Dopo una regular season travagliata, fatta di incomprensioni, incompatibilità tecniche, trades e difficoltà di ogni genere, i Cleveland Cavaliers sembravano poter cadere nella trappola del primo turno dei playoffs contro gli Indiana Pacers di Nate McMillan. Superato in gara-7 l'ostacolo rappresentato da Victor Oladipo e compagni, i Cavs veleggiano ora verso un'altra finale di Conference, nella quale saranno comunque favoriti, sia contro Philadelphia che contro Boston.
Merito di LeBron James, che con la sua sola presenza ha già mandato a carte e quarantotto la stagione dei Toronto Raptors di Dwane Casey, smantellati in gara-2 da un secondo tempo d'antologia dello stesso Prescelto. Vinto il primo episodio della serie al supplementare, approfittando delle incertezze dei canadesi, Cleveland ha giocato sul velluto ieri notte a Toronto, trascinata dalla leggerezza del suo leader, consapevole della sua forza e di un matchup favorevole con gli avversari. Ora solo un vistoso sbandamento dei Cavaliers può consentire ai Raptors di rientrare nella serie. Questa edizione di Cleveland ricorda quella delle NBA Finals 2015, in cui James fu costretto a fare a meno di Kevin Love e Kyrie Irving per infortunio, riuscendo comunque a mettere in estrema difficoltà i Golden State Warriors, sotto 1-2, poi vincitori di titolo e serie. Ora come allora, le stelle sono diminuite nella squadra dell'Ohio, ma rimane quella più luminosa. LeBron è rimasto lo stesso giocatore, quello che adora avere la palla in mano e gestire possessi a ripetizione, senza avvertire alcun tipo di pressione. Certo, in difesa la sua presenza è ondivaga, a tratti difficilmente percepibile (ci sono occasioni in cui non rientra nemmeno in transizione), ma ciò che fa in attacco giustifica (per ora) uno sforzo limitato a una sola parte del campo. I Raptors sono il suo bersaglio preferito: vittime di un conclamato complesso di inferiorità, i canadesi non hanno gli uomini per contrastarlo, nè la ferocia e l'intensità per provarci. Situazione plasticamente verificatasi in gara-2, con i giovani OG Anunoby e Pascal Siakam costretti a rincorrere - in senso letterale - il Prescelto, in grado di trovare sempre nuovi modi di fare canestro.

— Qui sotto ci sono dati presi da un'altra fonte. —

//! Routing: the declarative route table and the navigation guard.

mod guard;
mod table;

pub use guard::{decide, role_home, Decision, NavigationResult, Navigator};
pub use table::{Resolution, Route, RoutePolicy, RouteTable, SegmentPolicy};
//! Client session: durable token storage and the session manager.

mod manager;
mod store;
mod types;

pub use manager::{NewUser, ProfileUpdate, SessionManager};
pub use store::{storage_info, TokenStore};
pub use types::{Role, Session, UserProfile};
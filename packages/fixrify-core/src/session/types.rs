//! Session and user profile types.

use chrono::{DateTime, Utc};
use serde::{Deserialize, Serialize};

/// User role as issued by the backend.
///
/// Unrecognized values deserialize to `Unknown` rather than failing the whole
/// profile; such users land on the public services page.
#[derive(Debug, Clone, Copy, PartialEq, Eq, Serialize, Deserialize)]
#[serde(rename_all = "lowercase")]
pub enum Role {
    Admin,
    Professional,
    Customer,
    #[serde(other)]
    Unknown,
}

impl Role {
    /// Landing path for this role after login or a denied navigation.
    pub fn home(self) -> &'static str {
        match self {
            Role::Admin => "/admin/dashboard",
            Role::Professional => "/professional/dashboard",
            Role::Customer => "/customer/dashboard",
            Role::Unknown => "/services",
        }
    }
}

/// User profile as returned by `/auth/login`, `/auth/register` and
/// `/auth/profile`. Professional-only fields are absent for other roles.
#[derive(Debug, Clone, PartialEq, Serialize, Deserialize)]
pub struct UserProfile {
    pub id: i64,
    pub name: String,
    pub email: String,
    pub role: Role,
    #[serde(default)]
    pub is_approved: bool,
    #[serde(default, skip_serializing_if = "Option::is_none")]
    pub phone: Option<String>,
    #[serde(default, skip_serializing_if = "Option::is_none")]
    pub services: Option<Vec<String>>,
    #[serde(default, skip_serializing_if = "Option::is_none")]
    pub experience: Option<u32>,
    #[serde(default, skip_serializing_if = "Option::is_none")]
    pub about: Option<String>,
    #[serde(default, skip_serializing_if = "Option::is_none")]
    pub created_at: Option<DateTime<Utc>>,
}

/// The client session: credentials plus the signed-in user's profile.
///
/// Authentication is derived, never stored, so the invariant
/// "authenticated iff access token and user are both present" cannot be
/// violated by a partial update.
#[derive(Debug, Clone, Default, PartialEq, Serialize, Deserialize)]
pub struct Session {
    pub access_token: Option<String>,
    pub refresh_token: Option<String>,
    pub user: Option<UserProfile>,
}

impl Session {
    pub fn is_authenticated(&self) -> bool {
        self.access_token.is_some() && self.user.is_some()
    }

    pub fn role(&self) -> Option<Role> {
        self.user.as_ref().map(|u| u.role)
    }
}
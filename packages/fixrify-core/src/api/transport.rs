//! HTTP transport seam.
//!
//! The pipeline talks to the backend through the `Transport` trait so that
//! tests can script responses without a live server. `HttpTransport` is the
//! production implementation over reqwest.

use crate::api::config::EndpointConfig;
use anyhow::{Context, Result};
use async_trait::async_trait;
use serde::de::DeserializeOwned;
use std::time::Duration;

/// Bounded timeout applied to every outbound call, token renewal included.
/// A hanging renewal would stall every queued request, so this is not optional.
const REQUEST_TIMEOUT: Duration = Duration::from_secs(10);

#[derive(Debug, Clone, Copy, PartialEq, Eq)]
pub enum Method {
    Get,
    Post,
    Put,
}

/// An outbound call before the request stage has run.
#[derive(Debug, Clone)]
pub struct ApiRequest {
    pub method: Method,
    /// Path relative to the API base URL, e.g. "/auth/login"
    pub path: String,
    pub body: Option<serde_json::Value>,
    pub bearer: Option<String>,
}

impl ApiRequest {
    pub fn get(path: impl Into<String>) -> Self {
        Self {
            method: Method::Get,
            path: path.into(),
            body: None,
            bearer: None,
        }
    }

    pub fn post(path: impl Into<String>, body: serde_json::Value) -> Self {
        Self {
            method: Method::Post,
            path: path.into(),
            body: Some(body),
            bearer: None,
        }
    }

    pub fn put(path: impl Into<String>, body: serde_json::Value) -> Self {
        Self {
            method: Method::Put,
            path: path.into(),
            body: Some(body),
            bearer: None,
        }
    }

    pub fn with_bearer(mut self, token: impl Into<String>) -> Self {
        self.bearer = Some(token.into());
        self
    }
}

#[derive(Debug, Clone)]
pub struct ApiResponse {
    pub status: u16,
    pub body: Vec<u8>,
}

impl ApiResponse {
    pub fn is_success(&self) -> bool {
        (200..300).contains(&self.status)
    }

    pub fn json<T: DeserializeOwned>(&self) -> Result<T, serde_json::Error> {
        serde_json::from_slice(&self.body)
    }
}

/// Transport failure: DNS, connect, timeout. The server was never heard from.
#[derive(Debug, Clone, thiserror::Error)]
#[error("{0}")]
pub struct TransportError(pub String);

#[async_trait]
pub trait Transport: Send + Sync {
    async fn send(&self, request: &ApiRequest) -> Result<ApiResponse, TransportError>;
}

/// Production transport over reqwest.
pub struct HttpTransport {
    client: reqwest::Client,
    base_url: String,
}

impl HttpTransport {
    pub fn new(config: &EndpointConfig) -> Result<Self> {
        let client = reqwest::Client::builder()
            .timeout(REQUEST_TIMEOUT)
            .build()
            .context("Failed to build HTTP client")?;
        Ok(Self {
            client,
            base_url: config.api_url.trim_end_matches('/').to_string(),
        })
    }
}

#[async_trait]
impl Transport for HttpTransport {
    async fn send(&self, request: &ApiRequest) -> Result<ApiResponse, TransportError> {
        let url = format!("{}{}", self.base_url, request.path);

        let mut builder = match request.method {
            Method::Get => self.client.get(&url),
            Method::Post => self.client.post(&url),
            Method::Put => self.client.put(&url),
        };
        if let Some(token) = &request.bearer {
            builder = builder.bearer_auth(token);
        }
        if let Some(body) = &request.body {
            builder = builder.json(body);
        }

        let response = builder
            .send()
            .await
            .map_err(|e| TransportError(e.to_string()))?;

        let status = response.status().as_u16();
        let body = response
            .bytes()
            .await
            .map_err(|e| TransportError(e.to_string()))?
            .to_vec();

        tracing::trace!(%url, status, "request completed");
        Ok(ApiResponse { status, body })
    }
}

#[cfg(test)]
mod tests {
    use super::*;

    #[test]
    fn test_request_builders() {
        let req = ApiRequest::get("/auth/profile").with_bearer("tok");
        assert_eq!(req.method, Method::Get);
        assert_eq!(req.path, "/auth/profile");
        assert_eq!(req.bearer.as_deref(), Some("tok"));
        assert!(req.body.is_none());

        let req = ApiRequest::post("/auth/login", serde_json::json!({"email": "a@b.c"}));
        assert_eq!(req.method, Method::Post);
        assert!(req.body.is_some());
    }

    #[test]
    fn test_response_json() {
        let resp = ApiResponse {
            status: 200,
            body: br#"{"access_token":"t"}"#.to_vec(),
        };
        assert!(resp.is_success());
        let value: serde_json::Value = resp.json().unwrap();
        assert_eq!(value["access_token"], "t");
    }
}
//! Single-flight credential renewal.
//!
//! Several requests sharing one expired access token can fail with 401 at the
//! same time. Issuing one renewal per failure is wrong: if the backend
//! invalidates a refresh credential on use, only the first would succeed and
//! the rest would fail needlessly. The coordinator guarantees that at most
//! one renewal is in flight; every other caller queues and shares its
//! outcome.

use crate::api::transport::{ApiRequest, Transport};
use crate::error::EventSink;
use crate::session::TokenStore;
use serde::Deserialize;
use std::sync::{Arc, Mutex};
use tokio::sync::oneshot;

#[derive(Debug, Clone, Copy, PartialEq, Eq)]
enum RefreshState {
    Idle,
    InFlight,
}

/// What the shared renewal settled to. Cheap to clone: every queued caller
/// receives a copy and replays its own request with the new credential.
#[derive(Debug, Clone)]
pub enum RefreshOutcome {
    Renewed { access_token: String },
    Failed,
}

/// `POST /auth/refresh` response. The refresh credential itself is not
/// rotated by the backend.
#[derive(Debug, Deserialize)]
struct RefreshPayload {
    access_token: String,
}

struct Inner {
    state: RefreshState,
    /// FIFO: waiters are notified in enqueue order when the renewal settles.
    waiters: Vec<oneshot::Sender<RefreshOutcome>>,
}

pub struct RefreshCoordinator {
    inner: Mutex<Inner>,
    store: Arc<TokenStore>,
    events: Arc<dyn EventSink>,
}

impl RefreshCoordinator {
    pub fn new(store: Arc<TokenStore>, events: Arc<dyn EventSink>) -> Self {
        Self {
            inner: Mutex::new(Inner {
                state: RefreshState::Idle,
                waiters: Vec::new(),
            }),
            store,
            events,
        }
    }

    /// Called by the pipeline when a request came back 401. Resolves when the
    /// (possibly already in-flight) renewal settles.
    ///
    /// The check-and-set below is atomic: the lock is taken and released with
    /// no await point inside, so two callers can never both observe `Idle`.
    pub async fn renew(&self, transport: &dyn Transport) -> RefreshOutcome {
        let waiter = {
            let mut inner = self.inner.lock().expect("refresh state lock poisoned");
            match inner.state {
                RefreshState::InFlight => {
                    let (tx, rx) = oneshot::channel();
                    inner.waiters.push(tx);
                    Some(rx)
                }
                RefreshState::Idle => {
                    inner.state = RefreshState::InFlight;
                    None
                }
            }
        };

        if let Some(rx) = waiter {
            tracing::debug!("renewal already in flight, queueing");
            // The sender is dropped only after settle(), so a recv error can
            // only mean the leader panicked; treat it as a failed renewal.
            return rx.await.unwrap_or(RefreshOutcome::Failed);
        }

        let outcome = self.run_renewal(transport).await;
        self.settle(outcome.clone());
        outcome
    }

    async fn run_renewal(&self, transport: &dyn Transport) -> RefreshOutcome {
        let session = self.store.get();
        let Some(refresh_token) = session.refresh_token.clone() else {
            tracing::warn!("401 with no refresh credential, forcing logout");
            self.force_logout();
            return RefreshOutcome::Failed;
        };

        tracing::debug!("renewing access credential");
        let request =
            ApiRequest::post("/auth/refresh", serde_json::json!({})).with_bearer(refresh_token);

        match transport.send(&request).await {
            Ok(response) if response.is_success() => match response.json::<RefreshPayload>() {
                Ok(payload) => {
                    let mut renewed = session;
                    renewed.access_token = Some(payload.access_token.clone());
                    if let Err(e) = self.store.set(renewed) {
                        tracing::warn!("failed to persist renewed session: {:#}", e);
                    }
                    tracing::info!("access credential renewed");
                    RefreshOutcome::Renewed {
                        access_token: payload.access_token,
                    }
                }
                Err(e) => {
                    tracing::warn!("malformed refresh response: {}", e);
                    self.force_logout();
                    RefreshOutcome::Failed
                }
            },
            Ok(response) => {
                tracing::warn!(status = response.status, "refresh credential rejected");
                self.force_logout();
                RefreshOutcome::Failed
            }
            Err(e) => {
                tracing::warn!("renewal transport failure: {}", e);
                self.force_logout();
                RefreshOutcome::Failed
            }
        }
    }

    /// Forced logout: clear storage once and signal a single login redirect,
    /// regardless of how many callers are queued on this renewal. Also used
    /// by the pipeline when a replayed request is rejected outright.
    pub(crate) fn force_logout(&self) {
        if let Err(e) = self.store.clear() {
            tracing::warn!("failed to clear session storage: {:#}", e);
        }
        self.events.redirect_to_login();
    }

    fn settle(&self, outcome: RefreshOutcome) {
        let waiters = {
            let mut inner = self.inner.lock().expect("refresh state lock poisoned");
            inner.state = RefreshState::Idle;
            std::mem::take(&mut inner.waiters)
        };
        for waiter in waiters {
            // A dropped receiver just means the caller went away.
            let _ = waiter.send(outcome.clone());
        }
    }
}
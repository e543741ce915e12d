//! Two-wire bus transport abstraction.
//!
//! Provides the raw block transfer capability the exchange layer drives:
//! - Linux `/dev/i2c-N` character devices
//! - An in-memory simulated peripheral for tests and dry runs
//!
//! This is the lowest layer of picobus. Everything else builds on top of
//! the [`BusHandle`] trait provided here.

pub mod address;
pub mod error;
pub mod sim;
pub mod traits;

#[cfg(target_os = "linux")]
pub mod linux;

pub use address::{PeripheralAddress, DEFAULT_ADDRESS};
pub use error::{Result, TransportError};
pub use sim::{pico_responder, ResponseHandler, SimulatedPeripheral};
pub use traits::BusHandle;

#[cfg(target_os = "linux")]
pub use linux::{device_path, LinuxI2cBus};
use std::io::{IsTerminal, Write};
use std::time::{SystemTime, UNIX_EPOCH};

use clap::ValueEnum;
use comfy_table::{presets::UTF8_FULL, ContentArrangement, Table};
use picobus_exchange::{Response, RetryReport};
use picobus_transport::PeripheralAddress;
use serde::Serialize;

#[derive(Clone, Debug, Copy, ValueEnum)]
pub enum OutputFormat {
    Json,
    Table,
    Pretty,
    Raw,
}

impl OutputFormat {
    pub fn default_for_stdout() -> Self {
        if std::io::stdout().is_terminal() {
            Self::Table
        } else {
            Self::Json
        }
    }
}

#[derive(Serialize)]
struct ResponseOutput<'a> {
    address: String,
    command: &'a str,
    outcome: &'static str,
    text: Option<&'a str>,
    raw_hex: String,
    payload_size: usize,
    attempts: u32,
    transport_failures: usize,
    timestamp: String,
}

pub fn print_response(
    command: &str,
    report: &RetryReport,
    address: PeripheralAddress,
    format: OutputFormat,
) {
    let response = &report.response;
    match format {
        OutputFormat::Json => {
            let out = ResponseOutput {
                address: address.to_string(),
                command,
                outcome: response.kind(),
                text: match response {
                    Response::Decoded(text) => Some(text.as_str()),
                    _ => None,
                },
                raw_hex: hex(response.payload()),
                payload_size: response.payload().len(),
                attempts: report.attempts,
                transport_failures: report.failures.len(),
                timestamp: now_unix_seconds(),
            };
            println!(
                "{}",
                serde_json::to_string(&out).unwrap_or_else(|_| "{}".to_string())
            );
        }
        OutputFormat::Table => {
            let mut table = Table::new();
            table
                .load_preset(UTF8_FULL)
                .set_content_arrangement(ContentArrangement::Dynamic)
                .set_header(vec!["ADDRESS", "COMMAND", "OUTCOME", "ATTEMPTS", "RESPONSE"])
                .add_row(vec![
                    address.to_string(),
                    command.to_string(),
                    response.kind().to_string(),
                    report.attempts.to_string(),
                    response_preview(response),
                ]);
            println!("{table}");
        }
        OutputFormat::Pretty => match response {
            Response::Decoded(text) => println!("\u{2190} {text}"),
            Response::Empty => println!("\u{2190} (empty)"),
            Response::Undecodable(raw) => println!("\u{2190} (raw) {}", hex(raw)),
        },
        OutputFormat::Raw => {
            print_raw(response.payload());
        }
    }
}

pub fn print_raw(data: &[u8]) {
    let mut out = std::io::stdout();
    let _ = out.write_all(data);
    let _ = out.flush();
}

fn response_preview(response: &Response) -> String {
    match response {
        Response::Decoded(text) => text.clone(),
        Response::Empty => "<empty>".to_string(),
        Response::Undecodable(raw) => format!("<binary {} bytes: {}>", raw.len(), hex(raw)),
    }
}

pub fn hex(bytes: &[u8]) -> String {
    bytes.iter().map(|b| format!("{b:02x}")).collect()
}

fn now_unix_seconds() -> String {
    SystemTime::now()
        .duration_since(UNIX_EPOCH)
        .map(|d| d.as_secs().to_string())
        .unwrap_or_else(|_| "0".to_string())
}

#[cfg(test)]
mod tests {
    use super::*;

    #[test]
    fn hex_is_lowercase_pairs() {
        assert_eq!(hex(&[0x00, 0xAB, 0x7F]), "00ab7f");
        assert_eq!(hex(&[]), "");
    }

    #[test]
    fn preview_marks_binary_payloads() {
        let response = Response::classify(&[0xC3, 0x28]);
        assert_eq!(response_preview(&response), "<binary 2 bytes: c328>");
        assert_eq!(response_preview(&Response::Empty), "<empty>");
    }
}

Al lavoro in post, alle triple senza ritmo - ormai in faretra da anni - James ha aggiunto un immarcabile tiro in fade away alla Nowitzki (che manca dell'eleganza del tedesco), che sta facendo ammattire Casey e i suoi. Questa Cleveland ha ridotto all'osso le sue scelte offensive: palla a LeBron, uno contro uno e canestro. In caso di raddoppio, ecco scattare gli assist a ripetizione per i tiratori, da Kevin Love a J.R. Smith, passando per Kyle Korver. Proprio Love ha rappresentato uno dei motivi di discussione all'interno dello spogliatoio dei Cavs: il Beach Boy non vorrebbe giocare esclusivamente da numero cinque, ma la sua presenza in campo come unico lungo consente a James di poter muoversi in uno contro uno con altri quattro esterni con i piedi fuori dalla linea del tiro da tre punti, con tutto ciò che ne consegue in termini di spaziature. Non solo: Cleveland accetta di andare sotto a rimbalzo e in termini di fisicità contro Jonas Valanciunas, ben consapevole che dall'altra parte del campo il lituano non ha la mobilità per reggere i movimenti lontano da canestro di Love. Si spiega così il poco spazio concesso da Tyronn Lue a Tristan Thompson, a tutto vantaggio degli altri esterni dei Cavs, Jeff Green su tutti. Con Serge Ibaka a mezzo servizio, e con un ambiente che vive un pieno psicodramma, Toronto sembra condannata a finire ancora in anticipo la postseason. Causa LeBron James, ma non solo: se dopo anni di tentativi, la chimica tra i vari Kyle Lowry, DeMar DeRozan e due lunghi non ha mai condotto al successo, è evidente che ci siano motivi strutturali che frenano i canadesi, non riconducibili alla lunghezza del roster, che quest'anno ha contribuito alla grande. Dwane Casey ha già provato a spostare i termini del problema su James. "Troppo forte per noi e per tutti", il senso delle sue parole. Quando forse occorrerebbe anche una riflessione sul gioco di DeMar DeRozan e sulla capacità di leggere le partite di Kyle Lowry.